A veces todo puede resultar tan sencillo como el simple hecho de acometerlo. Aunque con frecuencia viajo a la Capital cubana, siempre me dije lo mismo: “algún día me bajaré aquí para ver este lugar de cerca”; “tiraré allí una foto”; “recorreré aquella playa”; “Me subiré en aquel muelle destruido y bello”. Esas ideas casi siempre las exclamaba en voz alta, y revotaban en ningún lugar.

Pero hace unos días, al pasar por el mismo sitio, un amigo que viajaba conmigo escuchó mis palabras y me preguntó porque no lo hacía de una vez, a lo cual respondí que de tanto desearlo se había convertido en una eterna ilusión, un deseo inconcluso, que aprendí a disfrutarlo más como a un viejo anhelo.

Mi acompañante mi miró sin entender nada, y detuvo el auto a orillas de la carretera. A lo lejos se veía la playa y el viejo muelle de cemento. “¡Dale, corre!, que la vida no espera”, me dijo.

Me invadió un fuerte sentimiento de libertad.

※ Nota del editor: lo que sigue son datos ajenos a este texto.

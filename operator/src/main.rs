//! Copyright (C) 2026 Pedro Henrique / phkaiser13
//!
//! Entry point for the GatewaySync controller process: initializes
//! telemetry, builds the Kubernetes client, runs the Controller watch loop
//! bounded to `STOKER_MAX_CONCURRENT_RECONCILES` parallel revolutions, and
//! serves the Prometheus `/metrics` endpoint via a `tokio::join!` of the
//! controller run loop and the metrics server.
//!
//! SPDX-License-Identifier: Apache-2.0

mod backoff;
mod context;
mod derived_secret;
mod events;
mod metrics;
mod rbac;
mod ref_cache;
mod reconcile;

use context::Context;
use futures::stream::StreamExt;
use gatewaysync_api::GatewaySync;
use kube::runtime::Controller;
use kube::{Api, Client};
use opentelemetry::global;
use prometheus::{Encoder, Registry, TextEncoder};
use std::sync::Arc;
use tracing::{error, info};
use tracing_subscriber::{layer::SubscriberExt, util::SubscriberInitExt, EnvFilter};

const DEFAULT_METRICS_ADDR: &str = "0.0.0.0:8080";
const DEFAULT_MAX_CONCURRENT_RECONCILES: usize = 5;

fn init_telemetry() -> anyhow::Result<()> {
    let tracer = opentelemetry_jaeger::new_agent_pipeline()
        .with_service_name("gatewaysync-operator")
        .install_batch(opentelemetry::runtime::Tokio)?;

    let telemetry = tracing_opentelemetry::layer().with_tracer(tracer);
    let filter = EnvFilter::try_from_default_env().unwrap_or_else(|_| EnvFilter::new("info"));
    let fmt_layer = tracing_subscriber::fmt::layer().json();

    tracing_subscriber::registry().with(filter).with(telemetry).with(fmt_layer).try_init()?;
    Ok(())
}

async fn metrics_handler(registry: Arc<Registry>) -> Result<impl warp::Reply, warp::Rejection> {
    let encoder = TextEncoder::new();
    let mut buffer = Vec::new();
    encoder.encode(&registry.gather(), &mut buffer).expect("metric families must encode");
    Ok(warp::reply::with_header(
        String::from_utf8(buffer).expect("prometheus text format is valid utf-8"),
        "Content-Type",
        encoder.format_type(),
    ))
}

async fn run_metrics_server(registry: Arc<Registry>, addr: std::net::SocketAddr) {
    use warp::Filter;
    let route = warp::path("metrics")
        .and(warp::get())
        .and(warp::any().map(move || Arc::clone(&registry)))
        .and_then(metrics_handler);
    info!(%addr, "starting metrics server");
    warp::serve(route).run(addr).await;
}

#[tokio::main]
async fn main() -> anyhow::Result<()> {
    init_telemetry()?;
    info!("telemetry initialized");

    let client = Client::try_default().await?;
    let rbac_auto_bind = std::env::var("STOKER_RBAC_AUTO_BIND")
        .map(|v| v != "false")
        .unwrap_or(true);
    let ctx = Arc::new(Context::new(client.clone(), rbac_auto_bind));

    let registry = Arc::new(metrics::create_and_register_metrics()?);
    info!("metrics registered");

    let metrics_addr: std::net::SocketAddr = std::env::var("STOKER_METRICS_ADDR")
        .unwrap_or_else(|_| DEFAULT_METRICS_ADDR.to_string())
        .parse()?;

    let max_concurrent: usize = std::env::var("STOKER_MAX_CONCURRENT_RECONCILES")
        .ok()
        .and_then(|v| v.parse().ok())
        .unwrap_or(DEFAULT_MAX_CONCURRENT_RECONCILES);

    let records: Api<GatewaySync> = Api::all(client.clone());

    info!("gatewaysync-operator starting");

    tokio::join!(
        run_metrics_server(registry.clone(), metrics_addr),
        Controller::new(records, Default::default())
            .shutdown_on_signal()
            .run(reconcile::reconcile, reconcile::on_error, ctx)
            .for_each_concurrent(max_concurrent, |res| async move {
                match res {
                    Ok((obj_ref, action)) => info!(gatewaysync = %obj_ref.name, ?action, "reconciled"),
                    Err(err) => error!(%err, "reconcile stream error"),
                }
            }),
    );

    info!("gatewaysync-operator shutting down");
    global::shutdown_tracer_provider();
    Ok(())
}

Bajé por el costado del puente que pasa por el río Jibacoa –creo que así se llama-, y a pesar de no hallar camino prácticamente volé por encima de los arbustos, hasta descender a una carretera polvorienta.

Seguí corriendo, agitado y temeroso. Temí que la playa o el muelle no fueran gran cosa. Que las expectativas creadas sobre el lugar se hiciera añicos. Pero sucedió todo lo contrario.

El muelle, a pesar de la ira de las olas, resiste. A la playa le
atraviesa un pequeño canal, que se comunica con un río.

Un cártel prohíbe escalar el muelle, pero yo quería tomar una foto justo cuando impactaban las olas. Ni corto ni perezoso me subí en la estructura y como la playa estaba desierta, nadie me lo prohibiría.

Enseguida pensé en cuántos lugares hermosos me quedan por conocer, y también me prometí regresar.